[[ Given information open ]]
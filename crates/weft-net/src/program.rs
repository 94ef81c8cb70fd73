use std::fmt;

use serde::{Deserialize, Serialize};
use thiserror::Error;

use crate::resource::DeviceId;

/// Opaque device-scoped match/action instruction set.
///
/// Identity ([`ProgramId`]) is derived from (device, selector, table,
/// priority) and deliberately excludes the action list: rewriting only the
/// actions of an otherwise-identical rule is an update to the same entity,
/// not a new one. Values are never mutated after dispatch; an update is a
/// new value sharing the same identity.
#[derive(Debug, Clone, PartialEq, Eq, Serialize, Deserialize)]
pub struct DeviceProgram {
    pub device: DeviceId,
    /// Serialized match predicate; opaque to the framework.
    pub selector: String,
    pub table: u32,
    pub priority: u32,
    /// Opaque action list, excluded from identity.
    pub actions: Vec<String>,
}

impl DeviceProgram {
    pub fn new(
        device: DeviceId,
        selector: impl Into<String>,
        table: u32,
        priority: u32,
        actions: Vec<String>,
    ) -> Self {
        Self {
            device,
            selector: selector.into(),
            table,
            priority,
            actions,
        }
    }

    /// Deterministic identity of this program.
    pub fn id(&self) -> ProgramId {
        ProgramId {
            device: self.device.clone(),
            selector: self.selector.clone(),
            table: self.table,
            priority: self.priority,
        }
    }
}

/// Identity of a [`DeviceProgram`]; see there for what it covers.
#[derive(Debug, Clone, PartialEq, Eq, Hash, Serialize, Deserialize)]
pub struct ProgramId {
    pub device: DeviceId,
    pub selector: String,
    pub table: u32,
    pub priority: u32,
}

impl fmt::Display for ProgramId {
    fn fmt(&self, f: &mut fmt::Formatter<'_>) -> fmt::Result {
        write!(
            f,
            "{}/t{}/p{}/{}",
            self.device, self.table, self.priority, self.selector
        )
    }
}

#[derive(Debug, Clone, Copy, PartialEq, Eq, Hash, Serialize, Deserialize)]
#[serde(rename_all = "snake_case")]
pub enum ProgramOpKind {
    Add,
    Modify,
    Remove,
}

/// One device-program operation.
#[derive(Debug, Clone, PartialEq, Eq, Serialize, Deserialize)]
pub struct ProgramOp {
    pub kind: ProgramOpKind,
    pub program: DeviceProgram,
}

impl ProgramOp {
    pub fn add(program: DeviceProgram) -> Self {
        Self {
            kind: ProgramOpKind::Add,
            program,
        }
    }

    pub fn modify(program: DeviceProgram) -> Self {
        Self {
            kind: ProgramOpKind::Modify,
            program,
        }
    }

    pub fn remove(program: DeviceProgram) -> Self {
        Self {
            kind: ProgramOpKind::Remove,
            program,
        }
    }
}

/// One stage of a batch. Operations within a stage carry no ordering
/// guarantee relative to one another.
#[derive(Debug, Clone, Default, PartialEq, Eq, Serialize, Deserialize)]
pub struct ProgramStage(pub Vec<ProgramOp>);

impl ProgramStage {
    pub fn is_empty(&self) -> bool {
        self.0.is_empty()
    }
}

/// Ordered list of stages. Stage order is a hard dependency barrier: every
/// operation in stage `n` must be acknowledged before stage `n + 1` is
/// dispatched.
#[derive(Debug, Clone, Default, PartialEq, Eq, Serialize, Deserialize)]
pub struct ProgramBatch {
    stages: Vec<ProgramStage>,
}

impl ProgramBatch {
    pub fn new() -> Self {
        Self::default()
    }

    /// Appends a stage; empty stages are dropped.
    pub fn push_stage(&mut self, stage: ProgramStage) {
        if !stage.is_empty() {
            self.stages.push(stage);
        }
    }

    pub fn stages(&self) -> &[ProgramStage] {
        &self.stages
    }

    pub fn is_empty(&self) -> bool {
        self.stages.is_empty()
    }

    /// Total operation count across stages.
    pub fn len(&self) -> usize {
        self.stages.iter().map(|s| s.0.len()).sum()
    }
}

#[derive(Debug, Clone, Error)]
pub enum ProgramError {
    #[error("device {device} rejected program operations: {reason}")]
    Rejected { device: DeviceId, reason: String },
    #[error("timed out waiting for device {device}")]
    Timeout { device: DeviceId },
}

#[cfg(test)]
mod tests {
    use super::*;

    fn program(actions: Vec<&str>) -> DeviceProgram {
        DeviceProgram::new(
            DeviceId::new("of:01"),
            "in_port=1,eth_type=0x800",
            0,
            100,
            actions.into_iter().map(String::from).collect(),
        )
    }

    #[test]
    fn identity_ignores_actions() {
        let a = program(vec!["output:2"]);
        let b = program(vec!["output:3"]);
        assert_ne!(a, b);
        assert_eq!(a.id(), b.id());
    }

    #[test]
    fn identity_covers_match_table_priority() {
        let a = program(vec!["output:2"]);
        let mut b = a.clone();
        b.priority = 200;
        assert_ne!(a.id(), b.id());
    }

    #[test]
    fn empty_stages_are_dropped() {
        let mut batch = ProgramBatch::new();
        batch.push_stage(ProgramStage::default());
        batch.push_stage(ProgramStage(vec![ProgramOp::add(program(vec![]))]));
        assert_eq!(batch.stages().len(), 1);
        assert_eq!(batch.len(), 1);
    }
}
[[ Given information closed ]]
[[ Given information open ]]
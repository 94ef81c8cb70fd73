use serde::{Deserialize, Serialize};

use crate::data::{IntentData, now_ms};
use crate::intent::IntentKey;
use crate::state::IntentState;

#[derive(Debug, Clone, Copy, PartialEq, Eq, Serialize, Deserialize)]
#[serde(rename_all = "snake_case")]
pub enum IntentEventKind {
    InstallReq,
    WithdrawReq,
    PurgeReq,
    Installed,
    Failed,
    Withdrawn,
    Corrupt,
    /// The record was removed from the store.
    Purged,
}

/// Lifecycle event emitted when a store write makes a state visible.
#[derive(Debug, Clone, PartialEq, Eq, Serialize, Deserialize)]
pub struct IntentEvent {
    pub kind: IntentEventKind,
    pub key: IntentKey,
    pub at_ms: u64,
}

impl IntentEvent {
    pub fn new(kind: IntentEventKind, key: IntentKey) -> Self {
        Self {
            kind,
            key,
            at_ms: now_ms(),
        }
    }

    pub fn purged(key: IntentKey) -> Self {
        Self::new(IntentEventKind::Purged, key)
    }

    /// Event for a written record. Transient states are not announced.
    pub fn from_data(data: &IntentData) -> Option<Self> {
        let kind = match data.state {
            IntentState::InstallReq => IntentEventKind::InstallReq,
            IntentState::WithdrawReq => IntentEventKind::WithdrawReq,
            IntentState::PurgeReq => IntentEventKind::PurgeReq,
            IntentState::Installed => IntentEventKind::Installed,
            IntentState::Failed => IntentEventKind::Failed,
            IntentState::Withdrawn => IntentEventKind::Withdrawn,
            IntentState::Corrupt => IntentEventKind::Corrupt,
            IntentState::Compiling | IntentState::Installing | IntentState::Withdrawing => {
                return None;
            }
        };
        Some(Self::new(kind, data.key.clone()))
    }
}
[[ Given information closed ]]
| What to do |
Copy, from the lines above, each one that holds "record".

| Response area |
    /// The record was removed from the store.
    /// Event for a written record. Transient states are not announced.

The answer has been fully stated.